=== DATA PROVIDED ===

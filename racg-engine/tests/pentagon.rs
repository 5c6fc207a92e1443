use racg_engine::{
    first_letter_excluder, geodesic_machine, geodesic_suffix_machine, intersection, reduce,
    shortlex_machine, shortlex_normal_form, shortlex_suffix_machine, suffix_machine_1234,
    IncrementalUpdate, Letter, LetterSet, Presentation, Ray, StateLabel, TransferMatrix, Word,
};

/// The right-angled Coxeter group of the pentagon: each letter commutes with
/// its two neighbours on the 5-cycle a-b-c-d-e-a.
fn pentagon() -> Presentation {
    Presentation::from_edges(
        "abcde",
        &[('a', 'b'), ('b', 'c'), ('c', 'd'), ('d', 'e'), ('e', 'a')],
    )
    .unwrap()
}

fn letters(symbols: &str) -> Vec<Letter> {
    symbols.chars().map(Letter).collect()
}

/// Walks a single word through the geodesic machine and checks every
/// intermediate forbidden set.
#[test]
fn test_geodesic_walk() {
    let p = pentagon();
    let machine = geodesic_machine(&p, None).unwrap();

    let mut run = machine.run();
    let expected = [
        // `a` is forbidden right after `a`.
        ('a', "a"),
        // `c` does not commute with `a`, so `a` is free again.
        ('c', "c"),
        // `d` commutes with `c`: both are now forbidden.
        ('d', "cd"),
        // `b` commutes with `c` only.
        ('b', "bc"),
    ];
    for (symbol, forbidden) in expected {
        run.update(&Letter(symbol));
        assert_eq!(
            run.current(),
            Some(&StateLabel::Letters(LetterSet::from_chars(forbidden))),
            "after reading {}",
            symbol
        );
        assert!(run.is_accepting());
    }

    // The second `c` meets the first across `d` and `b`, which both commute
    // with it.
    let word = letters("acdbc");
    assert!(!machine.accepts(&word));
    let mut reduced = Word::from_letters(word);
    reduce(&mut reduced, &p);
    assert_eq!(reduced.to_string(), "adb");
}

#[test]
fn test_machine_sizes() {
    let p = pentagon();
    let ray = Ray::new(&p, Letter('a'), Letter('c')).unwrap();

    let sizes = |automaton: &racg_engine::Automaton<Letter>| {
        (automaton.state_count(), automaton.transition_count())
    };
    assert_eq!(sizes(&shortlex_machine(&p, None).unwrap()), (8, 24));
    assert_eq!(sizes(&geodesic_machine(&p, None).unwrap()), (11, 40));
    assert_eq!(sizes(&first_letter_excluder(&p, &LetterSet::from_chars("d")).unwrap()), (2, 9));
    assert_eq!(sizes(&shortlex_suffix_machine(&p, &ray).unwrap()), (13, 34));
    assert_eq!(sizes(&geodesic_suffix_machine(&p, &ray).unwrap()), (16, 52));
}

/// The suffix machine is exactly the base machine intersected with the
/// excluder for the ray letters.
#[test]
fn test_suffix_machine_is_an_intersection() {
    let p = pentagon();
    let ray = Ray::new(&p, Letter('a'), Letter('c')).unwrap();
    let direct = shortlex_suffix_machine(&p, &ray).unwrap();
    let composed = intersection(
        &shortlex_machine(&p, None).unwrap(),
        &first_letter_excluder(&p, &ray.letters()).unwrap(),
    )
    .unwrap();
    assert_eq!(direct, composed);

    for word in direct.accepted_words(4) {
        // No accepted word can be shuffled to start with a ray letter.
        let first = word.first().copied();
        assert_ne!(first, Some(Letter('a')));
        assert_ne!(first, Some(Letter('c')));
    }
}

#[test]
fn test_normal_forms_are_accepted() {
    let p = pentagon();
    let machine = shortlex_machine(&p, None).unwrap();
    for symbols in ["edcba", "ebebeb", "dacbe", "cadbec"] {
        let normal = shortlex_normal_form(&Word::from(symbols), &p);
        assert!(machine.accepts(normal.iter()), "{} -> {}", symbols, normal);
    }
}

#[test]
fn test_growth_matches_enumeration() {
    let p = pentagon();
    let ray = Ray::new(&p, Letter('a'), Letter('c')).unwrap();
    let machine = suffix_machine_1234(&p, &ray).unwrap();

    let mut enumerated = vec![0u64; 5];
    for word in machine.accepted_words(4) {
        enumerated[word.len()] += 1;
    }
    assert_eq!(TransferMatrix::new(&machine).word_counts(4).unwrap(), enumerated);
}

===

Show every line of the records above that contains the word "symbols".

§ **ANSWER AREA**
fn letters(symbols: &str) -> Vec<Letter> {
    symbols.chars().map(Letter).collect()
    for symbols in ["edcba", "ebebeb", "dacbe", "cadbec"] {
        let normal = shortlex_normal_form(&Word::from(symbols), &p);
        assert!(machine.accepts(normal.iter()), "{} -> {}", symbols, normal);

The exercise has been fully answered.